WebGPU: the browser's new compute primitive
How WebGPU changes what's possible for AI in the browser, and why it matters for local inference at scale.
WebGPU landed in Chrome 113 in May 2023, and since then, browser AI has had a new ceiling. Most developers still think of WebGPU as a graphics API — a successor to WebGL for 3D rendering. That framing misses its most important property: WebGPU is a general-purpose compute platform that happens to also do graphics.

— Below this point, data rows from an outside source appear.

// talog-core/src/domain/tree.rs

// The parsed configuration tree. Whether a mapping is a recipe is decided
// once, here, while converting from YAML: downstream code matches on
// `ConfigNode::Recipe` and never sniffs for a `callable` key again.

use std::collections::BTreeMap;

use serde_yaml::Value as Yaml;

use crate::domain::error::DomainError;
use crate::domain::path::TreePath;

pub const CALLABLE_KEY: &str = "callable";
pub const ARGS_KEY: &str = "args";
pub const VALIDATIONS_KEY: &str = "validations";

#[derive(Debug, Clone, PartialEq)]
pub enum ConfigNode {
    Null,
    Bool(bool),
    Int(i64),
    Float(f64),
    String(String),
    Sequence(Vec<ConfigNode>),
    Mapping(BTreeMap<String, ConfigNode>),
    Recipe(Recipe),
}

/// Deferred construction: which callable to invoke, with which arguments.
#[derive(Debug, Clone, PartialEq)]
pub struct Recipe {
    pub callable: String,
    pub args: BTreeMap<String, ConfigNode>,
}

/// One top-level catalog entry.
#[derive(Debug, Clone, PartialEq)]
pub struct DatasetEntry {
    pub source: Recipe,
    pub validations: Vec<Recipe>,
}

impl ConfigNode {
    /// Parse a YAML tree, classifying every mapping as data or recipe.
    pub fn parse(value: &Yaml, path: &TreePath) -> Result<Self, DomainError> {
        match value {
            Yaml::Null => Ok(ConfigNode::Null),
            Yaml::Bool(b) => Ok(ConfigNode::Bool(*b)),
            Yaml::Number(n) => {
                if let Some(i) = n.as_i64() {
                    Ok(ConfigNode::Int(i))
                } else if n.is_f64() {
                    n.as_f64().map(ConfigNode::Float).ok_or_else(|| {
                        DomainError::malformed(path, format!("unsupported number {n}"))
                    })
                } else {
                    Err(DomainError::malformed(
                        path,
                        format!("integer {n} does not fit in i64"),
                    ))
                }
            }
            Yaml::String(s) => Ok(ConfigNode::String(s.clone())),
            Yaml::Sequence(items) => items
                .iter()
                .enumerate()
                .map(|(i, item)| ConfigNode::parse(item, &path.index(i)))
                .collect::<Result<Vec<_>, _>>()
                .map(ConfigNode::Sequence),
            Yaml::Mapping(mapping) => {
                let entries = mapping_entries(mapping, path)?;
                if entries.contains_key(CALLABLE_KEY) {
                    Recipe::parse_entries(entries, path, &[]).map(ConfigNode::Recipe)
                } else {
                    entries
                        .into_iter()
                        .map(|(key, value)| {
                            let child = path.key(key.as_str());
                            ConfigNode::parse(value, &child).map(|node| (key, node))
                        })
                        .collect::<Result<BTreeMap<_, _>, _>>()
                        .map(ConfigNode::Mapping)
                }
            }
            Yaml::Tagged(tagged) => ConfigNode::parse(&tagged.value, path),
        }
    }

    /// True when no recipe appears anywhere below this node.
    pub fn is_plain(&self) -> bool {
        match self {
            ConfigNode::Recipe(_) => false,
            ConfigNode::Sequence(items) => items.iter().all(ConfigNode::is_plain),
            ConfigNode::Mapping(map) => map.values().all(ConfigNode::is_plain),
            _ => true,
        }
    }
}

impl Recipe {
    pub fn new(callable: impl Into<String>) -> Self {
        Self {
            callable: callable.into(),
            args: BTreeMap::new(),
        }
    }

    pub fn arg(mut self, name: impl Into<String>, value: ConfigNode) -> Self {
        self.args.insert(name.into(), value);
        self
    }

    /// Parse a mapping that must be a recipe.
    pub fn parse(value: &Yaml, path: &TreePath) -> Result<Self, DomainError> {
        let mapping = value
            .as_mapping()
            .ok_or_else(|| DomainError::malformed(path, "expected a recipe mapping"))?;
        let entries = mapping_entries(mapping, path)?;
        Recipe::parse_entries(entries, path, &[])
    }

    fn parse_entries(
        entries: BTreeMap<String, &Yaml>,
        path: &TreePath,
        allowed_extra: &[&str],
    ) -> Result<Self, DomainError> {
        let callable = match entries.get(CALLABLE_KEY) {
            Some(Yaml::String(s)) if !s.trim().is_empty() => s.trim().to_string(),
            Some(_) => {
                return Err(DomainError::malformed(
                    &path.key(CALLABLE_KEY),
                    "`callable` must be a non-empty string",
                ));
            }
            None => {
                return Err(DomainError::malformed(path, "missing `callable`"));
            }
        };

        let unknown: Vec<&str> = entries
            .keys()
            .map(String::as_str)
            .filter(|k| *k != CALLABLE_KEY && *k != ARGS_KEY && !allowed_extra.contains(k))
            .collect();
        if !unknown.is_empty() {
            return Err(DomainError::malformed(
                path,
                format!(
                    "recipe for '{callable}' has unknown key(s): {}",
                    unknown.join(", ")
                ),
            ));
        }

        let args_path = path.key(ARGS_KEY);
        let args = match entries.get(ARGS_KEY) {
            None | Some(Yaml::Null) => BTreeMap::new(),
            Some(Yaml::Mapping(mapping)) => mapping_entries(mapping, &args_path)?
                .into_iter()
                .map(|(name, value)| {
                    ConfigNode::parse(value, &args_path.key(name.as_str())).map(|node| (name, node))
                })
                .collect::<Result<BTreeMap<_, _>, _>>()?,
            Some(_) => {
                return Err(DomainError::malformed(&args_path, "`args` must be a mapping"));
            }
        };

        Ok(Recipe { callable, args })
    }
}

impl DatasetEntry {
    /// Split a top-level catalog value into its source recipe and validators.
    pub fn parse(name: &str, value: &Yaml) -> Result<Self, DomainError> {
        let path = TreePath::root().key(name);
        let mapping = value.as_mapping().ok_or_else(|| {
            DomainError::malformed(&path, "a dataset must be a mapping with a `callable`")
        })?;
        let entries = mapping_entries(mapping, &path)?;

        let validations_path = path.key(VALIDATIONS_KEY);
        let validations = match entries.get(VALIDATIONS_KEY) {
            None | Some(Yaml::Null) => Vec::new(),
            Some(Yaml::Sequence(items)) => items
                .iter()
                .enumerate()
                .map(|(i, item)| Recipe::parse(item, &validations_path.index(i)))
                .collect::<Result<Vec<_>, _>>()?,
            Some(_) => {
                return Err(DomainError::malformed(
                    &validations_path,
                    "`validations` must be a list of recipes",
                ));
            }
        };

        let source = Recipe::parse_entries(entries, &path, &[VALIDATIONS_KEY])?;
        Ok(DatasetEntry {
            source,
            validations,
        })
    }
}

/// Mapping entries keyed by string. Scalar keys are stringified.
fn mapping_entries<'a>(
    mapping: &'a serde_yaml::Mapping,
    path: &TreePath,
) -> Result<BTreeMap<String, &'a Yaml>, DomainError> {
    let mut entries = BTreeMap::new();
    for (key, value) in mapping {
        let key = match key {
            Yaml::String(s) => s.clone(),
            Yaml::Number(n) => n.to_string(),
            Yaml::Bool(b) => b.to_string(),
            Yaml::Null => "null".to_string(),
            _ => {
                return Err(DomainError::malformed(
                    path,
                    "mapping keys must be scalars",
                ));
            }
        };
        if entries.insert(key.clone(), value).is_some() {
            return Err(DomainError::malformed(
                path,
                format!("duplicate mapping key '{key}'"),
            ));
        }
    }
    Ok(entries)
}
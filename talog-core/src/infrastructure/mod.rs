// talog-core/src/infrastructure/mod.rs

pub mod adapters;
pub mod config;
pub mod error;
pub mod fs;
pub mod template;
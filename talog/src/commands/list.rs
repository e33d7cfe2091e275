// talog/src/commands/list.rs

use std::path::Path;

pub fn execute(project_dir: &Path) -> miette::Result<()> {
    let config = super::load_configuration(project_dir)?;
    for name in config.catalog().names() {
        println!("{name}");
    }
    Ok(())
}
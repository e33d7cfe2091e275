// talog-core/src/ports/mod.rs

pub mod data_source;
pub mod template;

pub use data_source::{DataSink, DataSource};
pub use template::TemplateEngine;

Beyond 3D: WebGPU as a compute platform
At its core, WebGPU exposes the GPU’s ability to run massively parallel programs. Where WebGL hacked compute on top of fragment shaders, WebGPU gives you explicit compute pipelines: you write compute shaders in WGSL (WebGPU Shading Language), dispatch them with configurable workgroups, and read back results via GPU buffers.
This matters enormously for AI. Neural network inference is almost entirely matrix multiplication. A transformer doing a forward pass multiplies query, key, and value matrices against weight matrices — billions of multiply-accumulates per token. That maps directly to what GPUs are designed to do: execute the same operation on thousands of data points in parallel.
Why not WebAssembly?
WASM is excellent for scalar workloads and CPU-friendly operations. A well-optimized WASM build with SIMD can run models surprisingly fast on modern CPUs. But CPUs have 8–32 physical cores. A mobile GPU has hundreds of shader units. A desktop GPU has thousands. For matrix-heavy workloads, WebGPU wins by an order of magnitude.
The practical difference: running a 7B parameter model quantized to 4-bit on CPU via WASM might hit 2–5 tokens/second on a modern laptop. The same model via WebGPU hits 15–40 tokens/second on an integrated GPU, and significantly more on discrete hardware.
A minimal compute shader
Here’s what matrix multiplication looks like in WGSL:
@group(0) @binding(0) var<storage, read> a: array<f32>;
@group(0) @binding(1) var<storage, read> b: array<f32>;
@group(0) @binding(2) var<storage, read_write> result: array<f32>;
@compute @workgroup_size(8, 8)
fn main(@builtin(global_invocation_id) id: vec3u) {
let row = id.x;
let col = id.y;
let N: u32 = 512u;
var sum: f32 = 0.0;
for (var k: u32 = 0u; k < N; k++) {
sum += a[row * N + k] * b[k * N + col];
}
result[row * N + col] = sum;
}Real inference kernels are more complex — they handle quantization, attention masking, KV caching — but the structure is the same: parallel execution across a grid of invocations, each computing one element of the output.
What’s available today
The two libraries that matter for browser AI via WebGPU:
- Transformers.js (Hugging Face) — runs ONNX models with a WebGPU backend. Drop-in pipeline API for text, embeddings, and vision tasks.
- WebLLM (MLC AI) — purpose-built for chat LLMs. Ships quantized Llama, Phi, Mistral, and Gemma variants. Best-in-class throughput.
- MediaPipe Tasks (Google) — optimized for specific tasks like sentiment analysis, object detection, and hand pose. Very fast, well-documented.
For most use cases, start with Transformers.js. It covers 90% of what you’ll want and handles the WebGPU backend automatically when available, falling back to WASM otherwise.
Current limitations
WebGPU is not yet universally available. Safari added support in Safari 18 (September 2024). Firefox support is still behind a flag. On mobile, support is improving but fragmented. Your inference code needs a graceful fallback — detect WebGPU, fall back to WASM, degrade gracefully.
Memory is also constrained. GPU memory is shared with the system on integrated GPUs. Large models (7B+ unquantized) will OOM on most consumer hardware. The sweet spot today is 1B–3B parameter models at 4-bit quantization.
The trajectory
WebGPU is getting compute-specific extensions. subgroups (cooperative vector operations) and shader-f16 (half-precision floats) are both in draft and being implemented. These will cut inference latency further and unlock quantized kernels that run even faster.
The browser is becoming a first-class AI runtime. WebGPU is why that’s possible.